| Your assignment |
Lines below starting with the line with "filename crates/layout/src/summary.rs" and going on through the line with "let root = tree.first_root();" must be output exactly; the rest of the records must be left out.

| Collected data |
------------------------------------------------------------------------

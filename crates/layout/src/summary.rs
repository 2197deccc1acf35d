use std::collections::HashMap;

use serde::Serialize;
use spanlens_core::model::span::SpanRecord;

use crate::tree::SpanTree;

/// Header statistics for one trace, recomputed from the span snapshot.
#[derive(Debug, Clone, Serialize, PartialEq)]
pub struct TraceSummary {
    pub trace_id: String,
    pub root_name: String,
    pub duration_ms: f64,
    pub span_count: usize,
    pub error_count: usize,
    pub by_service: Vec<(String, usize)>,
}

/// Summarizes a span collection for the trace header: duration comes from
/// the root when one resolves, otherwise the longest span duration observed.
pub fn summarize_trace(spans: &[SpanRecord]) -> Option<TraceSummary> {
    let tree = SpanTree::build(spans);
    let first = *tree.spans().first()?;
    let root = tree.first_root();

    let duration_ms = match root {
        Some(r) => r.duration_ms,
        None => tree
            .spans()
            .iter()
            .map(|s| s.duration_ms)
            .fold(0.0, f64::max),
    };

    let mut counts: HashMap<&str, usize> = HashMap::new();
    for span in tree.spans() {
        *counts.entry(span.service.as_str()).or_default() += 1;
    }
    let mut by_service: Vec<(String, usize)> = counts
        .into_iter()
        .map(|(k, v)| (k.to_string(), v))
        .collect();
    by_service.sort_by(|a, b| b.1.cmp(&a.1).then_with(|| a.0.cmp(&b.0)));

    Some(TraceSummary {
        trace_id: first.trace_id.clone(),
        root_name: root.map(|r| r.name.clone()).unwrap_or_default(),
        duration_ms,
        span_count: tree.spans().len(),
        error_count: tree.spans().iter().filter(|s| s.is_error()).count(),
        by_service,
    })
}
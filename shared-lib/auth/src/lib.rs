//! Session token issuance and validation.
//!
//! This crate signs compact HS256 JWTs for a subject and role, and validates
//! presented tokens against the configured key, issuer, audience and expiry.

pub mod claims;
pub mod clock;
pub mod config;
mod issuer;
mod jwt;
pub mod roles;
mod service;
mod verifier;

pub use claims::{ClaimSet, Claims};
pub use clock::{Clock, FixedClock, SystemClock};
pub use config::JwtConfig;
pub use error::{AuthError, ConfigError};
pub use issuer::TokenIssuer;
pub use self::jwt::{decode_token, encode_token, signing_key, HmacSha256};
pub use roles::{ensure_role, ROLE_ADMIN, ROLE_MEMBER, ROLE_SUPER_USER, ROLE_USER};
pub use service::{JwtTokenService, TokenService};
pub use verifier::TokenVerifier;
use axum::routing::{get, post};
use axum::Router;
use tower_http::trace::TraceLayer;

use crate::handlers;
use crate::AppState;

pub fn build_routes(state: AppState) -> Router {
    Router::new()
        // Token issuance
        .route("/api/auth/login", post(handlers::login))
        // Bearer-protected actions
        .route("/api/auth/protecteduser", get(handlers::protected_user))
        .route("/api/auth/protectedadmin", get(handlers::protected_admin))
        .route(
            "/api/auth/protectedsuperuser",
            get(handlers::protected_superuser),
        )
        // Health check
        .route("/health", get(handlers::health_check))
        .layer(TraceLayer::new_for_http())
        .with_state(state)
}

------------------------------------------------------------------------

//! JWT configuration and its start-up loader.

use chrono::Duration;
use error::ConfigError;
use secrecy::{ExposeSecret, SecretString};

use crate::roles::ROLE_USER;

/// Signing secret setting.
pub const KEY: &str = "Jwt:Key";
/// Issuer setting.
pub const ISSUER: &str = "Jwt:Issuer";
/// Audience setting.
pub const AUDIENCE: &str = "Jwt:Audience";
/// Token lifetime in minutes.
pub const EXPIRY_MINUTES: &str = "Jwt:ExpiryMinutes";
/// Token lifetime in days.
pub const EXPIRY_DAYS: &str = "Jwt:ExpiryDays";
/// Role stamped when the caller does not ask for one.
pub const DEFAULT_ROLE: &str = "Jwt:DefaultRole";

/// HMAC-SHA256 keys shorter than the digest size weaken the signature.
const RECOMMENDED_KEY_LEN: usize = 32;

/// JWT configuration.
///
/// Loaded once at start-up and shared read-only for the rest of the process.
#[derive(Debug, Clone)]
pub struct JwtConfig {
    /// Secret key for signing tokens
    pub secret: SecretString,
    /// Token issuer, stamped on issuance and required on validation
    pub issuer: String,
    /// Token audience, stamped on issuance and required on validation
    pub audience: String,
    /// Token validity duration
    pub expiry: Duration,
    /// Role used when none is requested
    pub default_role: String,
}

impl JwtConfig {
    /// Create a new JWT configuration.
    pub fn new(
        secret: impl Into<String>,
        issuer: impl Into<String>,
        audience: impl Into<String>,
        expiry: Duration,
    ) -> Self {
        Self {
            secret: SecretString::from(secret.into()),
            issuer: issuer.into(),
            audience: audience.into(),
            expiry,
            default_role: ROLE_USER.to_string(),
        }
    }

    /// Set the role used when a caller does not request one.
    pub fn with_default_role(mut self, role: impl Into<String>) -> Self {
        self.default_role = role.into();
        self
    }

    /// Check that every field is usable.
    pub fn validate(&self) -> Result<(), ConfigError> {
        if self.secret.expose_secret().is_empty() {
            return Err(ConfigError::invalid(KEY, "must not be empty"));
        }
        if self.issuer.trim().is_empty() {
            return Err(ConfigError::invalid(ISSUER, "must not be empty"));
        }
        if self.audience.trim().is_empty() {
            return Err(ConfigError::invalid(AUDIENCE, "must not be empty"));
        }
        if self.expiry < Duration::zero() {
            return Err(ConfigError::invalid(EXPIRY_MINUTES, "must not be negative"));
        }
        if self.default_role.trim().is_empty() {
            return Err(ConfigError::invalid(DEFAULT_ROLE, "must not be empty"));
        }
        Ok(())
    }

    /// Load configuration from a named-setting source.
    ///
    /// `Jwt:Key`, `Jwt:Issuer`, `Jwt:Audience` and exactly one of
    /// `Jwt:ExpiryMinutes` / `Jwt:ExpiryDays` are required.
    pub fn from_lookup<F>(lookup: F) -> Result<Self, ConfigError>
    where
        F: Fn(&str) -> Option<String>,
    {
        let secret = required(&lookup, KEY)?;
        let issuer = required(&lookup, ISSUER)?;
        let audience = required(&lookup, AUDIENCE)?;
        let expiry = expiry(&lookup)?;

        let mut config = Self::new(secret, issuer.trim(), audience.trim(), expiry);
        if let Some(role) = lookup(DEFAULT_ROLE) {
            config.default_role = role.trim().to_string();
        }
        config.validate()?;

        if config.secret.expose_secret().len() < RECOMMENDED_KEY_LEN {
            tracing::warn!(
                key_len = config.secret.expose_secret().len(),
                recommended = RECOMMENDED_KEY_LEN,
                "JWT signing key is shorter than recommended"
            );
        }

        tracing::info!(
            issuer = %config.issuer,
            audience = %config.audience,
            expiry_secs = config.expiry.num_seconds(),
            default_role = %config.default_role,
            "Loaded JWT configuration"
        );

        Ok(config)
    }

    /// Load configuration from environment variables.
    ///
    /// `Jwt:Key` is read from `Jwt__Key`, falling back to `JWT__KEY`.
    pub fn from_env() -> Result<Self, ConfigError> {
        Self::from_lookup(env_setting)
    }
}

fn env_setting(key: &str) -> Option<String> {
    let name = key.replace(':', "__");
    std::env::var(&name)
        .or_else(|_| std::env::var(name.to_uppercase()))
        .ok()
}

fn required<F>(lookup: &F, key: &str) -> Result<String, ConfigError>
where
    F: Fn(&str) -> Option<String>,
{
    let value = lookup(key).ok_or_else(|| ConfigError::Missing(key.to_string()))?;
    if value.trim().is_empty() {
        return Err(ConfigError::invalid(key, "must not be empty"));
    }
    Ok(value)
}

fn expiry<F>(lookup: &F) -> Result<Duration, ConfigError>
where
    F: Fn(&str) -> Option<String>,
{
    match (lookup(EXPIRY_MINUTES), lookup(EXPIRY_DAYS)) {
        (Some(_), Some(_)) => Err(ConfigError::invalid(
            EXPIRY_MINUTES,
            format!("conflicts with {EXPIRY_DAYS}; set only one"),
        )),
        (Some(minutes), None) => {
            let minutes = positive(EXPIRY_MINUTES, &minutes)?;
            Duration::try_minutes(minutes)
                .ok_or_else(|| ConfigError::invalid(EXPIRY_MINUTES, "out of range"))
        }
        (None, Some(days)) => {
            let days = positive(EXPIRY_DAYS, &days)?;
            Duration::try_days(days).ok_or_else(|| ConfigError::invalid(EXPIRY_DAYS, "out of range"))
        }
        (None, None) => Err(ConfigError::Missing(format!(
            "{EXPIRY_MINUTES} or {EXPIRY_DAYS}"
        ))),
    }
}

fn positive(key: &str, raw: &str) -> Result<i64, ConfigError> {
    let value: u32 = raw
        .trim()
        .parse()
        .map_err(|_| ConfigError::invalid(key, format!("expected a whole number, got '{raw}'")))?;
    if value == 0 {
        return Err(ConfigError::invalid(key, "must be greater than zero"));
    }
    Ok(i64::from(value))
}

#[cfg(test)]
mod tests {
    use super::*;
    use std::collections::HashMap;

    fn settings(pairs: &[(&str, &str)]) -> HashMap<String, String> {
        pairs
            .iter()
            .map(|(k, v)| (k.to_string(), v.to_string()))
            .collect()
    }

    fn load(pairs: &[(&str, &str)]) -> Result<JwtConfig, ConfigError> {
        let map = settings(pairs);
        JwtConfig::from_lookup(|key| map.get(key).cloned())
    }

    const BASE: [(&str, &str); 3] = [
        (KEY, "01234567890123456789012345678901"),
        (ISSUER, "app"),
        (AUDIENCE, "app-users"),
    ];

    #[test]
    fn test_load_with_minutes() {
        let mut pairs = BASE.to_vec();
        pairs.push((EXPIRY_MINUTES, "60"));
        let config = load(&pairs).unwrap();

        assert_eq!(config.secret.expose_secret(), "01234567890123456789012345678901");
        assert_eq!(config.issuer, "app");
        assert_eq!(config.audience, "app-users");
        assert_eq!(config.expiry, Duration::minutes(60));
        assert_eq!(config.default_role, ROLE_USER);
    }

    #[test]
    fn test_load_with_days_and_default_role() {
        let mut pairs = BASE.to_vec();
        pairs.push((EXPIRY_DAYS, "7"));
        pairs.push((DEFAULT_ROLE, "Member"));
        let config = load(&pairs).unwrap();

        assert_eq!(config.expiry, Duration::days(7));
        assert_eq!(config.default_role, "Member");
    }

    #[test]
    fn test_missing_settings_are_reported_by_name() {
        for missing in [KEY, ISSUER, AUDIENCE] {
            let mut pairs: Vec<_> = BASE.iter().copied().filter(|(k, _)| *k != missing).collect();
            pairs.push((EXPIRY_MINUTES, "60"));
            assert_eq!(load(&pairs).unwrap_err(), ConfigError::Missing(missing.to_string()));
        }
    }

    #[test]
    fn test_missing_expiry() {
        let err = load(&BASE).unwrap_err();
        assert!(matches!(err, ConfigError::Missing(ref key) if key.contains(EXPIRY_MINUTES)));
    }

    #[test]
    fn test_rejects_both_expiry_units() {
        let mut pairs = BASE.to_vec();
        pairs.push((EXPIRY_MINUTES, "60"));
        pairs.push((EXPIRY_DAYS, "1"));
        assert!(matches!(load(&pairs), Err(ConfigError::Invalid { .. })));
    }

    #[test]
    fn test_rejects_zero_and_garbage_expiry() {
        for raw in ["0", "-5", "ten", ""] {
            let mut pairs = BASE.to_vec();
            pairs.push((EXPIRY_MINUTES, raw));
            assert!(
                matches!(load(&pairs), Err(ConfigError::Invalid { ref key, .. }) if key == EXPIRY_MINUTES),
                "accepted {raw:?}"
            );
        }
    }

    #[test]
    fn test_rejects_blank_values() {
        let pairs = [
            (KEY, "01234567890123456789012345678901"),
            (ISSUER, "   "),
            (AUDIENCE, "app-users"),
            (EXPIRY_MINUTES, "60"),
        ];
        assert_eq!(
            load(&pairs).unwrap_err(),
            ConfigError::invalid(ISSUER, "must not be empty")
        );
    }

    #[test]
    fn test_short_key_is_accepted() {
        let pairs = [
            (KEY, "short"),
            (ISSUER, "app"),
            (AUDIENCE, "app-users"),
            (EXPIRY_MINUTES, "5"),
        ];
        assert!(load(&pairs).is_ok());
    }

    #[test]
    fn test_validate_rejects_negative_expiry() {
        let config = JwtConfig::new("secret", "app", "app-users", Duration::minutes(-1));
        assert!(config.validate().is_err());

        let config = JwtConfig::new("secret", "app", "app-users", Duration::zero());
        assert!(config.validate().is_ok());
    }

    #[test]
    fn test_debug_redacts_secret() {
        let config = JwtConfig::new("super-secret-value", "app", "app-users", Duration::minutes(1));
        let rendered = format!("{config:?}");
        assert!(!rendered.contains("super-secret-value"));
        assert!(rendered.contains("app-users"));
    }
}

------------------------------------------------------------------------

| Reply to the exercise |
filename crates/layout/src/summary.rs
repository 2197deccc1acf35d
use std::collections::HashMap;

use serde::Serialize;
use spanlens_core::model::span::SpanRecord;

use crate::tree::SpanTree;

/// Header statistics for one trace, recomputed from the span snapshot.
#[derive(Debug, Clone, Serialize, PartialEq)]
pub struct TraceSummary {
    pub trace_id: String,
    pub root_name: String,
    pub duration_ms: f64,
    pub span_count: usize,
    pub error_count: usize,
    pub by_service: Vec<(String, usize)>,
}

/// Summarizes a span collection for the trace header: duration comes from
/// the root when one resolves, otherwise the longest span duration observed.
pub fn summarize_trace(spans: &[SpanRecord]) -> Option<TraceSummary> {
    let tree = SpanTree::build(spans);
    let first = *tree.spans().first()?;
    let root = tree.first_root();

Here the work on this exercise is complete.